Exercise goal ->
Below are records; reply with nothing but the number of lines in them that contain "HandlerRegistry".

*** Opening of Data to process ***

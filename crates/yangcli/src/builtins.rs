//! Reference command implementations.
//!
//! These back the `core` handler namespace and double as the fallbacks the
//! interpreter uses for commands that are declared without a handler.

use std::io::Write;
use std::path::Path;
use std::process::{Child, Command, ExitStatus, Stdio};
use std::sync::atomic::{AtomicBool, Ordering};
use std::thread;
use std::time::Duration;

use anyhow::Result;

use crate::registry::{HandlerRegistry, Payload};
use crate::session::{Session, HOSTNAME_FIELD};

pub const CORE_NAMESPACE: &str = "core";

pub const LAST_HELLO_FIELD: &str = "last-hello";
pub const LAST_ADD_RESULT_FIELD: &str = "last-add-result";
pub const LAST_PING_TARGET_FIELD: &str = "last-ping-target";
pub const LAST_PING_SUCCESS_FIELD: &str = "last-ping-success";

const PING_PROGRAM: &str = "ping";
const DEFAULT_PING_COUNT: u32 = 4;
const PING_POLL_INTERVAL: Duration = Duration::from_millis(50);

pub type BuiltinFn = fn(&mut Session, Payload) -> Result<()>;

/// Register every builtin under `core:<name>`.
pub fn register(registry: &mut HandlerRegistry) {
    let entries: [(&str, BuiltinFn); 6] = [
        ("hello", hello),
        ("add", add),
        ("set-hostname", set_hostname),
        ("ping", ping),
        ("show-route", show_route),
        ("dump-state", dump_state),
    ];
    for (name, handler) in entries {
        let symbol = format!("{CORE_NAMESPACE}:{name}");
        if let Err(err) = registry.register(&symbol, handler) {
            tracing::warn!(%symbol, error = %err, "failed to register builtin");
        }
    }
}

/// Implementation used when a command with one of these names has no handler.
pub fn fallback(command: &str) -> Option<BuiltinFn> {
    match command {
        "hello" => Some(hello),
        "add" => Some(add),
        "set-hostname" => Some(set_hostname),
        "ping" => Some(ping),
        _ => None,
    }
}

pub fn hello(session: &mut Session, payload: Payload) -> Result<()> {
    let args = payload.into_key_value("hello")?;
    let name = args.get("name").map(String::as_str).unwrap_or("world");
    let greeting = format!("Hello, {name}!");
    writeln!(session.out(), "greeting={greeting}")?;
    session.state_mut().set(LAST_HELLO_FIELD, greeting);
    Ok(())
}

pub fn add(session: &mut Session, payload: Payload) -> Result<()> {
    let args = payload.into_key_value("add")?;
    let operand = |key: &str| -> Option<i64> {
        args.get(key)
            .map_or(Some(0), |raw| raw.trim().parse::<i64>().ok())
    };
    let (Some(x), Some(y)) = (operand("x"), operand("y")) else {
        writeln!(session.out(), "x and y must be integers (e.g. add x=1 y=2)")?;
        return Ok(());
    };
    let Some(result) = x.checked_add(y) else {
        writeln!(session.out(), "result out of range: {x} + {y}")?;
        return Ok(());
    };
    writeln!(session.out(), "result={result}")?;
    session
        .state_mut()
        .set(LAST_ADD_RESULT_FIELD, result.to_string());
    Ok(())
}

/// Changes the session's notion of the host name only; the OS is untouched.
pub fn set_hostname(session: &mut Session, payload: Payload) -> Result<()> {
    let args = payload.into_key_value("set-hostname")?;
    let Some(hostname) = args.get("hostname").filter(|h| !h.is_empty()) else {
        writeln!(session.out(), "Usage: set-hostname hostname=<name>")?;
        return Ok(());
    };
    session.state_mut().set(HOSTNAME_FIELD, hostname.as_str());
    writeln!(session.out(), "result=hostname set to '{hostname}'")?;
    Ok(())
}

#[derive(Debug, Clone, Copy, PartialEq, Eq)]
pub enum PingOutcome {
    Reachable,
    Unreachable,
    Aborted,
    Unavailable,
}

impl PingOutcome {
    pub fn succeeded(self) -> bool {
        matches!(self, PingOutcome::Reachable)
    }
}

/// Run `program` silently as `program -c <count> <destination>`, polling
/// `interrupt` while it runs.
///
/// A raised interrupt kills the child and is consumed here.
pub fn run_ping_program(
    program: &Path,
    destination: &str,
    count: u32,
    interrupt: &AtomicBool,
) -> PingOutcome {
    if interrupt.swap(false, Ordering::SeqCst) {
        return PingOutcome::Aborted;
    }
    let spawned = Command::new(program)
        .arg("-c")
        .arg(count.to_string())
        .arg(destination)
        .stdin(Stdio::null())
        .stdout(Stdio::null())
        .stderr(Stdio::null())
        .spawn();
    let mut child = match spawned {
        Ok(child) => child,
        Err(err) => {
            tracing::debug!(program = %program.display(), error = %err, "failed to spawn ping");
            return PingOutcome::Unavailable;
        }
    };

    loop {
        if interrupt.swap(false, Ordering::SeqCst) {
            reap(&mut child);
            return PingOutcome::Aborted;
        }
        match child.try_wait() {
            Ok(Some(status)) => return settle(status, interrupt),
            Ok(None) => thread::sleep(PING_POLL_INTERVAL),
            Err(err) => {
                tracing::warn!(error = %err, "failed to poll ping");
                reap(&mut child);
                return PingOutcome::Unreachable;
            }
        }
    }
}

/// Outcome for a program that has already exited.
fn settle(status: ExitStatus, interrupt: &AtomicBool) -> PingOutcome {
    // SIGINT reaches the whole foreground group; prefer the flag.
    if interrupt.swap(false, Ordering::SeqCst) {
        PingOutcome::Aborted
    } else if status.success() {
        PingOutcome::Reachable
    } else {
        PingOutcome::Unreachable
    }
}

fn reap(child: &mut Child) {
    if let Err(err) = child.kill() {
        tracing::debug!(error = %err, "failed to kill ping");
    }
    if let Err(err) = child.wait() {
        tracing::debug!(error = %err, "failed to reap ping");
    }
}

pub fn ping(session: &mut Session, payload: Payload) -> Result<()> {
    ping_with(Path::new(PING_PROGRAM), session, payload)
}

fn ping_with(program: &Path, session: &mut Session, payload: Payload) -> Result<()> {
    let tokens = payload.into_positional("ping")?;
    let Some(destination) = tokens.first() else {
        writeln!(session.out(), "Usage: ping <destination> [count]")?;
        return Ok(());
    };
    let count = match tokens.get(1) {
        None => DEFAULT_PING_COUNT,
        Some(raw) => match raw.parse::<u32>() {
            Ok(n) if n > 0 => n,
            _ => {
                writeln!(
                    session.out(),
                    "count must be a positive integer (e.g. ping 192.0.2.1 3)"
                )?;
                return Ok(());
            }
        },
    };

    writeln!(
        session.out(),
        "PING {destination} with {count} packets (system ping)..."
    )?;
    session.flush()?;

    let outcome = run_ping_program(program, destination, count, session.interrupt_flag());
    match outcome {
        PingOutcome::Aborted => writeln!(session.out(), "\nPing aborted by user.")?,
        PingOutcome::Unavailable => {
            writeln!(session.out(), "system 'ping' command not found.")?;
            writeln!(session.out(), "success=false")?;
        }
        PingOutcome::Reachable | PingOutcome::Unreachable => {
            writeln!(session.out(), "success={}", outcome.succeeded())?;
        }
    }
    record_ping(session, destination, outcome);
    Ok(())
}

fn record_ping(session: &mut Session, destination: &str, outcome: PingOutcome) {
    let state = session.state_mut();
    state.set(LAST_PING_TARGET_FIELD, destination);
    state.set(LAST_PING_SUCCESS_FIELD, outcome.succeeded().to_string());
}

const IPV4_ROUTES: [(&str, &str, u32); 2] = [
    ("0.0.0.0/0", "192.0.2.254", 1),
    ("192.0.2.0/24", "0.0.0.0", 0),
];
const IPV6_ROUTES: [(&str, &str, u32); 2] = [
    ("::/0", "2001:db8::ffff", 1),
    ("2001:db8::/64", "::", 0),
];

/// `show route [ipv4|ipv6]`: a fixed demonstration table.
pub fn show_route(session: &mut Session, payload: Payload) -> Result<()> {
    let tokens = payload.into_positional("show route")?;
    let out = session.out();
    match tokens.as_slice() {
        [] => {
            write_ipv4_routes(out)?;
            writeln!(out)?;
            write_ipv6_routes(out)?;
        }
        [family] if family == "ipv4" => write_ipv4_routes(out)?,
        [family] if family == "ipv6" => write_ipv6_routes(out)?,
        _ => writeln!(out, "Usage: show route [ipv4|ipv6]")?,
    }
    Ok(())
}

fn write_ipv4_routes(out: &mut dyn Write) -> std::io::Result<()> {
    writeln!(out, "state route ipv4:")?;
    for (prefix, nexthop, metric) in IPV4_ROUTES {
        writeln!(out, "  {prefix:<18} via {nexthop:<15} metric {metric}")?;
    }
    Ok(())
}

fn write_ipv6_routes(out: &mut dyn Write) -> std::io::Result<()> {
    writeln!(out, "state route ipv6:")?;
    for (prefix, nexthop, metric) in IPV6_ROUTES {
        writeln!(out, "  {prefix:<24} via {nexthop:<20} metric {metric}")?;
    }
    Ok(())
}

/// Print every status field with its current value.
pub fn dump_state(session: &mut Session, payload: Payload) -> Result<()> {
    payload.into_positional("dump-state")?;
    let lines: Vec<String> = session
        .state()
        .iter()
        .map(|(field, value)| format!("  {field}: {}", value.unwrap_or("(unset)")))
        .collect();
    let out = session.out();
    writeln!(out, "state:")?;
    for line in lines {
        writeln!(out, "{line}")?;
    }
    Ok(())
}
use std::path::PathBuf;

use proptest::prelude::*;
use yangcli_dsl::load_schema_sources;

fn ident() -> impl Strategy<Value = String> {
    proptest::string::string_regex("[a-z][a-z0-9-]{0,8}").unwrap()
}

fn description() -> impl Strategy<Value = String> {
    proptest::string::string_regex("[A-Za-z0-9 ]{1,16}").unwrap()
}

fn render(decls: &[(String, String)]) -> String {
    let mut text = String::from("module generated {\n  prefix g;\n");
    for (name, desc) in decls {
        text.push_str(&format!("  rpc {name} {{ description \"{desc}\"; }}\n"));
    }
    text.push_str("}\n");
    text
}

proptest! {
    #![proptest_config(ProptestConfig::with_cases(128))]

    #[test]
    fn first_declaration_of_each_rpc_wins(
        decls in proptest::collection::vec((ident(), description()), 0..12)
    ) {
        let loaded = load_schema_sources([(PathBuf::from("g.yang"), render(&decls))])
            .expect("load");

        let mut expected: Vec<(String, String)> = Vec::new();
        for (name, desc) in &decls {
            if !expected.iter().any(|(n, _)| n == name) {
                expected.push((name.clone(), desc.trim().to_string()));
            }
        }

        let actual: Vec<(String, String)> = loaded
            .model
            .commands()
            .iter()
            .map(|c| (c.name.clone(), c.description.clone().unwrap_or_default()))
            .collect();
        prop_assert_eq!(actual, expected);
    }
}
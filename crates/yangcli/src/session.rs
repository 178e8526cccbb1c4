//! Per-process session: the mutable status store plus the output sink that
//! handlers write to.

use std::collections::BTreeMap;
use std::io::{self, Write};
use std::sync::atomic::{AtomicBool, Ordering};
use std::sync::Arc;

use yangcli_dsl::CommandModel;

pub const HOSTNAME_FIELD: &str = "hostname";
pub const MGMT_IP_FIELD: &str = "mgmt-ip";
pub const ROUTE_FIELD: &str = "route";

/// Documentation address (RFC 5737) used as the demo management address.
pub const DEFAULT_MGMT_IP: &str = "192.0.2.1";
pub const ROUTE_SUMMARY: &str = "use 'show route [ipv4|ipv6]'";

/// Status field name → value. Unset fields are present with `None`.
#[derive(Debug, Clone, Default, PartialEq, Eq)]
pub struct SessionState {
    values: BTreeMap<String, Option<String>>,
}

impl SessionState {
    /// Every declared status field starts unset; a few well-known fields get
    /// defaults when the schema declares them.
    pub fn for_model(model: &CommandModel) -> Self {
        let mut state = Self {
            values: model
                .status_fields()
                .iter()
                .map(|f| (f.name.clone(), None))
                .collect(),
        };

        if state.is_declared(HOSTNAME_FIELD) {
            state.set(HOSTNAME_FIELD, local_hostname());
        }
        if state.is_declared(MGMT_IP_FIELD) {
            state.set(MGMT_IP_FIELD, DEFAULT_MGMT_IP);
        }
        if state.is_declared(ROUTE_FIELD) {
            state.set(ROUTE_FIELD, ROUTE_SUMMARY);
        }
        state
    }

    pub fn is_declared(&self, field: &str) -> bool {
        self.values.contains_key(field)
    }

    pub fn get(&self, field: &str) -> Option<&str> {
        self.values.get(field).and_then(|v| v.as_deref())
    }

    pub fn set(&mut self, field: &str, value: impl Into<String>) {
        self.values.insert(field.to_string(), Some(value.into()));
    }

    pub fn iter(&self) -> impl Iterator<Item = (&str, Option<&str>)> {
        self.values
            .iter()
            .map(|(k, v)| (k.as_str(), v.as_deref()))
    }
}

fn local_hostname() -> String {
    hostname::get()
        .ok()
        .and_then(|h| h.into_string().ok())
        .filter(|h| !h.is_empty())
        .unwrap_or_else(|| "localhost".to_string())
}

/// Context handed to every handler.
pub struct Session {
    state: SessionState,
    out: Box<dyn Write>,
    interrupt: Arc<AtomicBool>,
}

impl Session {
    pub fn new(state: SessionState, out: Box<dyn Write>) -> Self {
        Self {
            state,
            out,
            interrupt: Arc::new(AtomicBool::new(false)),
        }
    }

    /// Share the flag a SIGINT handler sets.
    pub fn with_interrupt_flag(mut self, flag: Arc<AtomicBool>) -> Self {
        self.interrupt = flag;
        self
    }

    pub fn state(&self) -> &SessionState {
        &self.state
    }

    pub fn state_mut(&mut self) -> &mut SessionState {
        &mut self.state
    }

    pub fn out(&mut self) -> &mut dyn Write {
        self.out.as_mut()
    }

    pub fn flush(&mut self) -> io::Result<()> {
        self.out.flush()
    }

    pub fn interrupt_flag(&self) -> &AtomicBool {
        &self.interrupt
    }

    pub fn clear_interrupt(&self) {
        self.interrupt.store(false, Ordering::SeqCst);
    }
}

/// In-memory output sink for tests.
#[cfg(test)]
#[derive(Clone, Default)]
pub(crate) struct SharedBuffer(std::rc::Rc<std::cell::RefCell<Vec<u8>>>);

#[cfg(test)]
impl SharedBuffer {
    pub(crate) fn contents(&self) -> String {
        String::from_utf8_lossy(&self.0.borrow()).into_owned()
    }

    pub(crate) fn clear(&self) {
        self.0.borrow_mut().clear();
    }
}

#[cfg(test)]
impl Write for SharedBuffer {
    fn write(&mut self, buf: &[u8]) -> io::Result<usize> {
        self.0.borrow_mut().extend_from_slice(buf);
        Ok(buf.len())
    }

    fn flush(&mut self) -> io::Result<()> {
        Ok(())
    }
}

*** Close of Data to process ***

Response ->
2